#### Work item:
Set down the entries below exactly as written.

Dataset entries
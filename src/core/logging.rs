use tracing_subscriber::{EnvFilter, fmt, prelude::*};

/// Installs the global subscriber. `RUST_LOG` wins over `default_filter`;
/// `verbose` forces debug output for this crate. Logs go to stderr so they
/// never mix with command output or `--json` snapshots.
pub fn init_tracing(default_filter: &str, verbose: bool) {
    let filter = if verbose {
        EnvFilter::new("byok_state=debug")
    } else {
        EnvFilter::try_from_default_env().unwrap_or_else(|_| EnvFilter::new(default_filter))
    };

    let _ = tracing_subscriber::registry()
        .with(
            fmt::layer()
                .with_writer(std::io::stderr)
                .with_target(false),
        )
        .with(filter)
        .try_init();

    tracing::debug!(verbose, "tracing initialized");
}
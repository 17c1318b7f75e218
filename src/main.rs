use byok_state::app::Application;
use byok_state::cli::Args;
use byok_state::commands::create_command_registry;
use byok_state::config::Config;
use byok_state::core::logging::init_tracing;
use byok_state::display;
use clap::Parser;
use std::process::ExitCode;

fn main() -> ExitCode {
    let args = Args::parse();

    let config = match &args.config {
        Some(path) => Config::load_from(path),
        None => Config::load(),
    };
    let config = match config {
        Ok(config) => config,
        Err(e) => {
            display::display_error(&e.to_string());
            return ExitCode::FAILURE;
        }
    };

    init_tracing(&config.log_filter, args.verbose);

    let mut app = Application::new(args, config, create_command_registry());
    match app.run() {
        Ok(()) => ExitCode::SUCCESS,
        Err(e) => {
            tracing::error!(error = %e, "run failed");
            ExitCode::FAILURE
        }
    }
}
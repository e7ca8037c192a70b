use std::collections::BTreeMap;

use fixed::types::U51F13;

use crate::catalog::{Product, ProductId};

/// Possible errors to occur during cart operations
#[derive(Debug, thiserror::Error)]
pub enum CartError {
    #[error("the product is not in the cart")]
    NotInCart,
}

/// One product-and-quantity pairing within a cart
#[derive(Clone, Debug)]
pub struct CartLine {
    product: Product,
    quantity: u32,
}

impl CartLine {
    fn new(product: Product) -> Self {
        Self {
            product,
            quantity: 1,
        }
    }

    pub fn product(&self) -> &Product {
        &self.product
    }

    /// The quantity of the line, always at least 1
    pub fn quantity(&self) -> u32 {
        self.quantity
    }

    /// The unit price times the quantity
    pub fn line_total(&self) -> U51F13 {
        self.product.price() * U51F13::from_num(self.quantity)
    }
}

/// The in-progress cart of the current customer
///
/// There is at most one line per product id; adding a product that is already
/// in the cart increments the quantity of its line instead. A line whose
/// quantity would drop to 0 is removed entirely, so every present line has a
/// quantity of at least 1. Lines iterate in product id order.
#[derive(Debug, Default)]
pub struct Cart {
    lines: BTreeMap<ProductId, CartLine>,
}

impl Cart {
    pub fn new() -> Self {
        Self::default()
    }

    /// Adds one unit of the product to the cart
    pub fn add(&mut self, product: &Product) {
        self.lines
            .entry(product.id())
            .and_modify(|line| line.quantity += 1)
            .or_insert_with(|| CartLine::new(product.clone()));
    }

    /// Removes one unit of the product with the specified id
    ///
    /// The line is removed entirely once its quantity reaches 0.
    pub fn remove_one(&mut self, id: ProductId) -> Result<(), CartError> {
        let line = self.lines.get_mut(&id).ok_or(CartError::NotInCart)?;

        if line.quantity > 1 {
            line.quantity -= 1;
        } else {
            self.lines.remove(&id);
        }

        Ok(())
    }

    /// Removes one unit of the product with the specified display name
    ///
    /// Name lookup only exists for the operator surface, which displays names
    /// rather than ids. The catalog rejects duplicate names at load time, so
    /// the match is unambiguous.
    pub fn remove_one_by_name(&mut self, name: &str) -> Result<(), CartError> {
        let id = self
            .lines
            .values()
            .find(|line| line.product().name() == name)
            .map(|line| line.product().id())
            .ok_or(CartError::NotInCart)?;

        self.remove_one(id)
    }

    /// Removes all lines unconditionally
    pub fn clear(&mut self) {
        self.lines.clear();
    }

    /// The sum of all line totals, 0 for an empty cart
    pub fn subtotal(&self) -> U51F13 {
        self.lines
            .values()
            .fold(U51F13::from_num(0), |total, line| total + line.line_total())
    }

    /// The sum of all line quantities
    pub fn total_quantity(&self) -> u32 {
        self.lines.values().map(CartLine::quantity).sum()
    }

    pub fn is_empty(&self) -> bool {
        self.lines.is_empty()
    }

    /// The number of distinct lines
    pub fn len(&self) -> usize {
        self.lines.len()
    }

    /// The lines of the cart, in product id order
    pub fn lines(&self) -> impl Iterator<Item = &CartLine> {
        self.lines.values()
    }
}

#### Solved problem:
filename src/core/logging.rs
use tracing_subscriber::{EnvFilter, fmt, prelude::*};

/// Installs the global subscriber. `RUST_LOG` wins over `default_filter`;
/// `verbose` forces debug output for this crate. Logs go to stderr so they
/// never mix with command output or `--json` snapshots.
pub fn init_tracing(default_filter: &str, verbose: bool) {
    let filter = if verbose {
        EnvFilter::new("byok_state=debug")
    } else {
        EnvFilter::try_from_default_env().unwrap_or_else(|_| EnvFilter::new(default_filter))
    };

    let _ = tracing_subscriber::registry()
        .with(
            fmt::layer()
                .with_writer(std::io::stderr)
                .with_target(false),
        )
        .with(filter)
        .try_init();

    tracing::debug!(verbose, "tracing initialized");
}
repository 17c1318b7f75e218
filename src/main.rs
use byok_state::app::Application;
use byok_state::cli::Args;
use byok_state::commands::create_command_registry;
use byok_state::config::Config;
use byok_state::core::logging::init_tracing;
use byok_state::display;
use clap::Parser;
use std::process::ExitCode;

fn main() -> ExitCode {
    let args = Args::parse();

    let config = match &args.config {
        Some(path) => Config::load_from(path),
        None => Config::load(),
    };
    let config = match config {
        Ok(config) => config,
        Err(e) => {
            display::display_error(&e.to_string());
            return ExitCode::FAILURE;
        }
    };

    init_tracing(&config.log_filter, args.verbose);

    let mut app = Application::new(args, config, create_command_registry());
    match app.run() {
        Ok(()) => ExitCode::SUCCESS,
        Err(e) => {
            tracing::error!(error = %e, "run failed");
            ExitCode::FAILURE
        }
    }
}
repository e7ca8037c192a70b
use std::collections::BTreeMap;

use fixed::types::U51F13;

use crate::catalog::{Product, ProductId};

/// Possible errors to occur during cart operations
#[derive(Debug, thiserror::Error)]
pub enum CartError {
    #[error("the product is not in the cart")]
    NotInCart,
}

/// One product-and-quantity pairing within a cart
#[derive(Clone, Debug)]
pub struct CartLine {
    product: Product,
    quantity: u32,
}

impl CartLine {
    fn new(product: Product) -> Self {
        Self {
            product,
            quantity: 1,
        }
    }

    pub fn product(&self) -> &Product {
        &self.product
    }

    /// The quantity of the line, always at least 1
    pub fn quantity(&self) -> u32 {
        self.quantity
    }

    /// The unit price times the quantity
    pub fn line_total(&self) -> U51F13 {
        self.product.price() * U51F13::from_num(self.quantity)
    }
}

/// The in-progress cart of the current customer
///
/// There is at most one line per product id; adding a product that is already
/// in the cart increments the quantity of its line instead. A line whose
/// quantity would drop to 0 is removed entirely, so every present line has a
/// quantity of at least 1. Lines iterate in product id order.
#[derive(Debug, Default)]
pub struct Cart {
    lines: BTreeMap<ProductId, CartLine>,
}

impl Cart {
    pub fn new() -> Self {
        Self::default()
    }

    /// Adds one unit of the product to the cart
    pub fn add(&mut self, product: &Product) {
        self.lines
            .entry(product.id())
            .and_modify(|line| line.quantity += 1)
            .or_insert_with(|| CartLine::new(product.clone()));
    }

    /// Removes one unit of the product with the specified id
    ///
    /// The line is removed entirely once its quantity reaches 0.
    pub fn remove_one(&mut self, id: ProductId) -> Result<(), CartError> {
        let line = self.lines.get_mut(&id).ok_or(CartError::NotInCart)?;

        if line.quantity > 1 {
            line.quantity -= 1;
        } else {
            self.lines.remove(&id);
        }

        Ok(())
    }

    /// Removes one unit of the product with the specified display name
    ///
    /// Name lookup only exists for the operator surface, which displays names
    /// rather than ids. The catalog rejects duplicate names at load time, so
    /// the match is unambiguous.
    pub fn remove_one_by_name(&mut self, name: &str) -> Result<(), CartError> {
        let id = self
            .lines
            .values()
            .find(|line| line.product().name() == name)
            .map(|line| line.product().id())
            .ok_or(CartError::NotInCart)?;

        self.remove_one(id)
    }

    /// Removes all lines unconditionally
    pub fn clear(&mut self) {
        self.lines.clear();
    }

    /// The sum of all line totals, 0 for an empty cart
    pub fn subtotal(&self) -> U51F13 {
        self.lines
            .values()
            .fold(U51F13::from_num(0), |total, line| total + line.line_total())
    }

    /// The sum of all line quantities
    pub fn total_quantity(&self) -> u32 {
        self.lines.values().map(CartLine::quantity).sum()
    }

    pub fn is_empty(&self) -> bool {
        self.lines.is_empty()
    }

    /// The number of distinct lines
    pub fn len(&self) -> usize {
        self.lines.len()
    }

    /// The lines of the cart, in product id order
    pub fn lines(&self) -> impl Iterator<Item = &CartLine> {
        self.lines.values()
    }
}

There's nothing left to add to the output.